Laxmikant Upadhyay - 6 years, 4 months ago

Can you clarify if you were intending for there to be a finite number of $\sin \theta$ , or an infinite number of them? Did I change the question significantly from what you intended?

Calvin Lin Staff - 6 years, 4 months ago

Yes i were intending for there to be an infinite number of $\sin \theta$ . I think the changes is about what i'm intending to. Thank you for the correction. I just wrote the question like the one i ever saw in my test, sorry for it.

Andronikus Lumembang - 6 years, 4 months ago

Roy Tu
Jan 13, 2015

y is a sine operation applied a finite number of times to x. It doesn't matter whether it's applied 100 times or 1000 times, so why can't we just say it's applied once?

$y = \sin{x} \\ y'(0) = \cos{0} = \boxed{1}$

There is no logic in your solution. For example, take $f(x) = x^2$ . Then clearly $f'( x) = 2x$ while $f^2 (x) = x^4$ and so it's derivative is $4 x^3$ .

Also, the interpretation of the problem is not that the function is applied finitely many times,

Calvin Lin Staff - 6 years, 4 months ago

Wow . . . I don't know about that theorem, thanks for telling me. But i still don't understand. Can it be applied to any value of x? As example :

if $y = \sin ( \sin ( \sin ( \sin . . . (\sin (x)) . . .)$

I don't think that we can just say it as $y= \sin x$ when $x = 30$ . Could you please explain to me about that? Thank you.

No offense here, i'm just want to know more :)

Andronikus Lumembang - 6 years, 5 months ago

It's definitely not true in the general sense. Of course, $\sin{x} \ne \sin{(\sin{x})}$ . But the problem provided was deliberately vague about the number of times sine was applied, so in order for it to be solvable, I assumed the number of times simply didn't matter.

So it isn't a mathematical argument; I assumed the problem was solvable, and the problem doesn't tell us how many sine's there are, so therefore the number of sine's shouldn't be important for our solution.

Roy Tu - 6 years, 4 months ago

Okay, now i get it. Thank's :D

Andronikus Lumembang - 6 years, 4 months ago

Actually it doesn't matter how many sine's are there. Because the differential will be continously as :

$y' = \cos (\sin(\sin(. . . .(\sin (x) . . . )))\cos (\sin(\sin(. . . .(\sin (x) . . . ))) . . . . .$

that's why i added the $x$ as : $0$ so it will be easily solvable. Because everything in the $(\sin(\sin(. . . .(\sin (x) . . . )))$ will become $0$ . Therefore the equation would be simple :

$y' = \cos 0 . \cos 0 . \cos 0 . . . . . . = 1 . 1 . 1 . . . . . . =1$

Andronikus Lumembang - 6 years, 4 months ago

i don't know if i am correct or not: but still what i think: sin30=1/2 and sin 1/2=0.0087 and sin(sin(sin(30)))=0.00015. use the calculator. Thus we see answer is constantly decreasing. and it will never become zero. But it would be so small that this function y=sin(sin(sin...(sin(x))....)) tends to 0. so derivative of it will be lim y tends to 0 cos(y).cos(y).cos(y)...

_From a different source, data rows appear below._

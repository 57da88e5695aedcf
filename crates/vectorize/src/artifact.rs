//! Vector artifact files
//!
//! Vectorization results are saved in one of two forms, told apart by file
//! extension when loaded:
//!
//! - `.json`: a plain map `"{id}?rev={rev}" -> vector`. Vectors are either
//!   lists of floats or base64 strings of little-endian f32, depending on
//!   the [`VectorEncoding`] chosen at save time.
//! - `.zst`: a zstd-compressed MessagePack [`VectorArtifact`], carrying the
//!   technique alongside the vectors.

use std::collections::BTreeMap;
use std::fs::{self, File};
use std::io::{BufReader, BufWriter};
use std::path::Path;

use base64::{engine::general_purpose::STANDARD as BASE64, Engine};
use byteorder::{ByteOrder, LittleEndian};
use serde::{Deserialize, Serialize};
use tracing::info;

use neurosim_core::{EntityKey, FeatureVector, SimilarityError, SimilarityResult};

use crate::engine::VectorizationTechnique;

/// Extension of the plain JSON map
pub const JSON_EXTENSION: &str = "json";

/// Extension of the compressed artifact
pub const COMPRESSED_EXTENSION: &str = "zst";

const ZSTD_LEVEL: i32 = 3;

/// How vectors are written into the JSON map
#[derive(Debug, Clone, Copy, PartialEq, Eq, Default, Serialize, Deserialize)]
#[serde(rename_all = "snake_case")]
pub enum VectorEncoding {
    /// List of floats
    #[default]
    Plain,
    /// Base64 of little-endian f32 bytes
    Base64,
}

/// A vector as found in the JSON map
#[derive(Debug, Clone, PartialEq, Serialize, Deserialize)]
#[serde(untagged)]
enum EncodedVector {
    Plain(FeatureVector),
    Base64(String),
}

/// Base64 of the vector as little-endian f32
pub fn encode_base64(vector: &[f64]) -> String {
    let mut bytes = vec![0u8; vector.len() * 4];
    for (chunk, v) in bytes.chunks_exact_mut(4).zip(vector.iter()) {
        LittleEndian::write_f32(chunk, *v as f32);
    }
    BASE64.encode(&bytes)
}

/// Inverse of [`encode_base64`]
pub fn decode_base64(encoded: &str) -> SimilarityResult<FeatureVector> {
    let bytes = BASE64
        .decode(encoded)
        .map_err(|e| SimilarityError::Serialization(format!("Invalid base64 vector: {}", e)))?;
    if bytes.len() % 4 != 0 {
        return Err(SimilarityError::Serialization(format!(
            "Base64 vector has {} bytes, not a multiple of 4",
            bytes.len()
        )));
    }
    Ok(bytes
        .chunks_exact(4)
        .map(|c| LittleEndian::read_f32(c) as f64)
        .collect())
}

/// A key asked for in a subset registration
///
/// Without a revision it matches the first vector with that id.
#[derive(Debug, Clone, PartialEq, Eq)]
pub struct RequestedKey {
    /// Entity identifier
    pub id: String,
    /// Entity revision, if pinned
    pub rev: Option<u64>,
}

impl RequestedKey {
    /// Ask for any revision of `id`
    pub fn any(id: impl Into<String>) -> Self {
        RequestedKey {
            id: id.into(),
            rev: None,
        }
    }

    /// Ask for one revision of `id`
    pub fn pinned(id: impl Into<String>, rev: u64) -> Self {
        RequestedKey {
            id: id.into(),
            rev: Some(rev),
        }
    }
}

/// Vectors of one model run
#[derive(Debug, Clone, PartialEq, Serialize, Deserialize)]
pub struct VectorArtifact {
    /// Technique that produced the vectors, when known
    pub technique: Option<VectorizationTechnique>,
    /// Vectors by encoded entity key
    vectors: BTreeMap<String, FeatureVector>,
}

impl VectorArtifact {
    /// Wrap vectorization output
    pub fn new(
        technique: Option<VectorizationTechnique>,
        vectors: &BTreeMap<EntityKey, FeatureVector>,
    ) -> Self {
        VectorArtifact {
            technique,
            vectors: vectors
                .iter()
                .map(|(k, v)| (k.encode(), v.clone()))
                .collect(),
        }
    }

    /// Number of vectors
    pub fn len(&self) -> usize {
        self.vectors.len()
    }

    /// Whether there are no vectors
    pub fn is_empty(&self) -> bool {
        self.vectors.is_empty()
    }

    /// Dimension of the vectors, taken from the first one
    pub fn vector_dimension(&self) -> Option<usize> {
        self.vectors.values().next().map(Vec::len)
    }

    /// Every vector by parsed entity key
    pub fn vectors(&self) -> SimilarityResult<BTreeMap<EntityKey, FeatureVector>> {
        self.vectors
            .iter()
            .map(|(k, v)| Ok((EntityKey::parse(k)?, v.clone())))
            .collect()
    }

    /// Vectors of a subset of entities
    ///
    /// Returns the requested keys that have no vector, and the vectors that
    /// were found.
    pub fn vectors_for(
        &self,
        requested: &[RequestedKey],
    ) -> SimilarityResult<(Vec<RequestedKey>, BTreeMap<EntityKey, FeatureVector>)> {
        let all = self.vectors()?;
        let mut missing = Vec::new();
        let mut found = BTreeMap::new();

        for req in requested {
            let hit = match req.rev {
                Some(rev) => all.get_key_value(&EntityKey::new(req.id.clone(), rev)),
                None => all.iter().find(|(k, _)| k.id == req.id),
            };
            match hit {
                Some((k, v)) => {
                    found.insert(k.clone(), v.clone());
                }
                None => missing.push(req.clone()),
            }
        }

        Ok((missing, found))
    }

    /// Save as a JSON map
    pub fn save_json(&self, path: &Path, encoding: VectorEncoding) -> SimilarityResult<()> {
        let encoded: BTreeMap<&String, EncodedVector> = self
            .vectors
            .iter()
            .map(|(k, v)| {
                let value = match encoding {
                    VectorEncoding::Plain => EncodedVector::Plain(v.clone()),
                    VectorEncoding::Base64 => EncodedVector::Base64(encode_base64(v)),
                };
                (k, value)
            })
            .collect();

        ensure_parent(path)?;
        let writer = BufWriter::new(File::create(path)?);
        serde_json::to_writer(writer, &encoded)?;
        info!(target: "neurosim::vectorize", path = %path.display(), count = self.len(), ?encoding, "Saved vector map");
        Ok(())
    }

    /// Save as a compressed artifact
    pub fn save_compressed(&self, path: &Path) -> SimilarityResult<()> {
        let bytes = rmp_serde::to_vec_named(self)?;
        ensure_parent(path)?;
        let file = BufWriter::new(File::create(path)?);
        let mut encoder = zstd::Encoder::new(file, ZSTD_LEVEL)?;
        std::io::Write::write_all(&mut encoder, &bytes)?;
        encoder.finish()?;
        info!(target: "neurosim::vectorize", path = %path.display(), count = self.len(), "Saved compressed artifact");
        Ok(())
    }

    /// Save in the form the extension names
    pub fn save(&self, path: &Path, encoding: VectorEncoding) -> SimilarityResult<()> {
        match extension(path)? {
            ArtifactKind::Json => self.save_json(path, encoding),
            ArtifactKind::Compressed => self.save_compressed(path),
        }
    }

    /// Load either form, by extension
    pub fn load(path: &Path) -> SimilarityResult<Self> {
        match extension(path)? {
            ArtifactKind::Json => {
                let content = fs::read_to_string(path)?;
                let raw: BTreeMap<String, EncodedVector> = serde_json::from_str(&content)?;
                let vectors = raw
                    .into_iter()
                    .map(|(k, v)| {
                        let vector = match v {
                            EncodedVector::Plain(v) => v,
                            EncodedVector::Base64(s) => decode_base64(&s)?,
                        };
                        Ok((k, vector))
                    })
                    .collect::<SimilarityResult<_>>()?;
                Ok(VectorArtifact {
                    technique: None,
                    vectors,
                })
            }
            ArtifactKind::Compressed => {
                let decoder = zstd::Decoder::new(BufReader::new(File::open(path)?))?;
                Ok(rmp_serde::from_read(decoder)?)
            }
        }
    }
}

enum ArtifactKind {
    Json,
    Compressed,
}

fn extension(path: &Path) -> SimilarityResult<ArtifactKind> {
    match path.extension().and_then(|e| e.to_str()) {
        Some(JSON_EXTENSION) => Ok(ArtifactKind::Json),
        Some(COMPRESSED_EXTENSION) => Ok(ArtifactKind::Compressed),
        _ => Err(SimilarityError::InvalidConfig(format!(
            "Unsupported vector file '{}': expected .{} or .{}",
            path.display(),
            JSON_EXTENSION,
            COMPRESSED_EXTENSION
        ))),
    }
}

fn ensure_parent(path: &Path) -> SimilarityResult<()> {
    if let Some(parent) = path.parent() {
        fs::create_dir_all(parent)?;
    }
    Ok(())
}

Now see: as the value of y was not zero and just greater than it, cos(y) will not be 1 just smaller than it(i.e. 0.999999999...)

And now the point is lim x tends to 1(-) [ that means from left side of number line] x^infinity =0 because it will rapidly decrease with increment in power maybe, Calvin Lin can tell us the actual method.

Agastya Chandrakant - 6 years, 4 months ago

It is generally assumed that trigonometric operations are performed on angles in terms of radians, not degrees (which is an arbitrary scale, compared with radians). When computing the sine of a positive number close to 0, one gets a number very close to that number, but slightly lower. I am not in 100% agreement with the solution given (1), and this is more fully explained in my post in the "disputes" section. The problem clearly implies an infinite number of sine operations, and if this is the case, the argument can be made that y=0 for all real x, giving us a differential of 0, not 1.

Brian Galebach - 6 years, 4 months ago

@Brian Galebach – For the given nested sine function one can show that the derivative of the give function exist and is 1 using the method of differentiability of a function at a point which I have tried to show above.

Laxmikant Upadhyay - 6 years, 4 months ago

Yeah, maybe Calvin Lin is needed here, but i don't know how to ask him to join this discussion. By the way, that's an interesting explanation, thank you.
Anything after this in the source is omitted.